● **Data records**
* * * * *

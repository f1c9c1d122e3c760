//! P2P error types.

use std::io;
use std::net::SocketAddr;
use thiserror::Error;

/// Transport-level errors.
#[derive(Debug, Error)]
pub enum P2pError {
    /// The listener could not be bound.
    #[error("Failed to bind {addr}: {source}")]
    Bind {
        addr: String,
        #[source]
        source: io::Error,
    },

    /// `listen_and_accept` was called on a transport that is already listening.
    #[error("Transport is already listening on {addr}")]
    AlreadyListening { addr: SocketAddr },

    /// I/O error during network operations.
    #[error("I/O error: {0}")]
    Io(#[from] io::Error),

    /// Connection timed out.
    #[error("Connection timeout to {addr}")]
    ConnectionTimeout { addr: SocketAddr },

    /// Handshake failed.
    #[error("Handshake failed: {0}")]
    Handshake(#[from] HandshakeError),

    /// Failed to decode a message.
    #[error("Decode error: {0}")]
    Decode(#[from] DecodeError),

    /// Peer already connected.
    #[error("Already connected to peer: {addr}")]
    AlreadyConnected { addr: SocketAddr },

    /// Peer not found.
    #[error("Peer not found: {0}")]
    PeerNotFound(SocketAddr),

    /// The peer connection has been closed.
    #[error("Peer connection closed: {0}")]
    PeerClosed(SocketAddr),

    /// The application stopped consuming messages.
    #[error(transparent)]
    SinkClosed(#[from] SinkClosed),

    /// Transport is shutting down.
    #[error("Transport shutting down")]
    Shutdown,
}

/// Handshake rejections.
#[derive(Debug, Error)]
pub enum HandshakeError {
    /// Rejected by the handshake strategy.
    #[error("Rejected: {0}")]
    Rejected(String),

    /// Invalid network magic bytes.
    #[error("Invalid network magic: expected {expected:?}, got {actual:?}")]
    InvalidMagic { expected: [u8; 4], actual: [u8; 4] },

    /// Protocol version incompatible.
    #[error("Incompatible protocol version: {peer_version} (our version: {our_version})")]
    IncompatibleVersion { peer_version: u32, our_version: u32 },

    /// The remote end is this node.
    #[error("Connected to self")]
    SelfConnection,

    /// Handshake timed out.
    #[error("Handshake timeout")]
    Timeout,

    /// The connection was closed locally while the handshake was running.
    #[error("Connection closed during handshake")]
    Closed,

    /// I/O error while exchanging handshake data.
    #[error("I/O error: {0}")]
    Io(#[from] io::Error),
}

/// Failures produced by a [`Decoder`](crate::protocol::Decoder).
///
/// Every variant is terminal for the connection it came from.
#[derive(Debug, Error)]
pub enum DecodeError {
    /// The stream ended cleanly on a message boundary.
    #[error("Connection closed by peer")]
    Eof,

    /// The stream ended in the middle of a message.
    #[error("Stream ended mid-frame: got {read} of {expected} bytes")]
    Truncated { read: usize, expected: usize },

    /// Frame exceeds maximum allowed size.
    #[error("Frame too large: {size} bytes (max: {max})")]
    FrameTooLarge { size: usize, max: usize },

    /// Bytes could not be interpreted as a message.
    #[error("Malformed message: {0}")]
    Malformed(String),

    /// I/O error while reading.
    #[error("I/O error: {0}")]
    Io(#[from] io::Error),
}

impl DecodeError {
    /// Whether the peer closed the connection cleanly.
    pub fn is_eof(&self) -> bool {
        matches!(self, DecodeError::Eof)
    }
}

/// The message sink has been dropped by the application.
#[derive(Debug, Clone, Copy, PartialEq, Eq, Error)]
#[error("Message sink closed")]
pub struct SinkClosed;

/// Result type for P2P operations.
pub type P2pResult<T> = Result<T, P2pError>;

#[cfg(test)]
mod tests {
    use super::*;

    #[test]
    fn test_bind_error_display() {
        let err = P2pError::Bind {
            addr: "127.0.0.1:3000".to_string(),
            source: io::Error::new(io::ErrorKind::AddrInUse, "address in use"),
        };
        assert_eq!(err.to_string(), "Failed to bind 127.0.0.1:3000: address in use");
    }

    #[test]
    fn test_conversions() {
        let err: P2pError = DecodeError::FrameTooLarge { size: 10, max: 5 }.into();
        assert!(matches!(err, P2pError::Decode(DecodeError::FrameTooLarge { .. })));

        let err: P2pError = SinkClosed.into();
        assert_eq!(err.to_string(), "Message sink closed");

        let err: P2pError = HandshakeError::SelfConnection.into();
        assert!(matches!(err, P2pError::Handshake(_)));
    }

    #[test]
    fn test_decode_eof() {
        assert!(DecodeError::Eof.is_eof());
        assert!(!DecodeError::Malformed("x".into()).is_eof());
    }
}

* * * * *

● **Problem to solve**
Filter the data for the string "could" and copy every line that has it.

● **Written reply**
    /// The listener could not be bound.
    /// Bytes could not be interpreted as a message.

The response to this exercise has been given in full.